### EXERCISE OBJECTIVE
The entries below are to be duplicated exactly, with nothing left out.

[Opening RECORDS PROVIDED section]

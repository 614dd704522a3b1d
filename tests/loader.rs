use grimoire::error::GrimoireError;
use grimoire::load;

#[test]
fn empty_collection_is_a_load_error() {
    let err = load::spellbook_from_str("[]").unwrap_err();
    assert!(matches!(err, GrimoireError::Load(_)), "got {err:?}");
}

#[test]
fn malformed_json_is_a_load_error() {
    let err = load::spellbook_from_str("{ not json").unwrap_err();
    assert!(matches!(err, GrimoireError::Load(_)), "got {err:?}");
}

#[test]
fn classes_accept_scalar_or_list() {
    let spellbook = load::spellbook_from_str(
        r#"[
            {"name": "Solo", "source": 0, "classes": 3, "school": 1},
            {"name": "Shared", "source": 0, "classes": [1, 2, 3], "school": 1}
        ]"#,
    )
    .unwrap();
    assert_eq!(spellbook.spells()[0].classes, vec![3]);
    assert_eq!(spellbook.spells()[1].classes, vec![1, 2, 3]);
}

#[test]
fn omitted_optionals_load_as_unset() {
    let spellbook = load::spellbook_from_str(
        r#"[{"name": "Bare", "source": 0, "school": 0}]"#,
    )
    .unwrap();
    let spell = &spellbook.spells()[0];
    assert_eq!(spell.v, None);
    assert_eq!(spell.level, None);
    assert!(spell.classes.is_empty());
}

#[test]
fn explicit_tri_state_booleans_survive_loading() {
    let spellbook = load::spellbook_from_str(
        r#"[{"name": "Mixed", "source": 0, "school": 0,
             "v": true, "s": false}]"#,
    )
    .unwrap();
    let spell = &spellbook.spells()[0];
    assert_eq!(spell.v, Some(true));
    assert_eq!(spell.s, Some(false));
    assert_eq!(spell.m, None);
}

[Closing RECORDS PROVIDED section]

### ANSWER BELOW
repository 614dd704522a3b1d
filename tests/loader.rs
use grimoire::error::GrimoireError;
use grimoire::load;

#[test]
fn empty_collection_is_a_load_error() {
    let err = load::spellbook_from_str("[]").unwrap_err();
    assert!(matches!(err, GrimoireError::Load(_)), "got {err:?}");
}

#[test]
fn malformed_json_is_a_load_error() {
    let err = load::spellbook_from_str("{ not json").unwrap_err();
    assert!(matches!(err, GrimoireError::Load(_)), "got {err:?}");
}

#[test]
fn classes_accept_scalar_or_list() {
    let spellbook = load::spellbook_from_str(
        r#"[
            {"name": "Solo", "source": 0, "classes": 3, "school": 1},
            {"name": "Shared", "source": 0, "classes": [1, 2, 3], "school": 1}
        ]"#,
    )
    .unwrap();
    assert_eq!(spellbook.spells()[0].classes, vec![3]);
    assert_eq!(spellbook.spells()[1].classes, vec![1, 2, 3]);
}

#[test]
fn omitted_optionals_load_as_unset() {
    let spellbook = load::spellbook_from_str(
        r#"[{"name": "Bare", "source": 0, "school": 0}]"#,
    )
    .unwrap();
    let spell = &spellbook.spells()[0];
    assert_eq!(spell.v, None);
    assert_eq!(spell.level, None);
    assert!(spell.classes.is_empty());
}

#[test]
fn explicit_tri_state_booleans_survive_loading() {
    let spellbook = load::spellbook_from_str(
        r#"[{"name": "Mixed", "source": 0, "school": 0,
             "v": true, "s": false}]"#,
    )
    .unwrap();
    let spell = &spellbook.spells()[0];
    assert_eq!(spell.v, Some(true));
    assert_eq!(spell.s, Some(false));
    assert_eq!(spell.m, None);
}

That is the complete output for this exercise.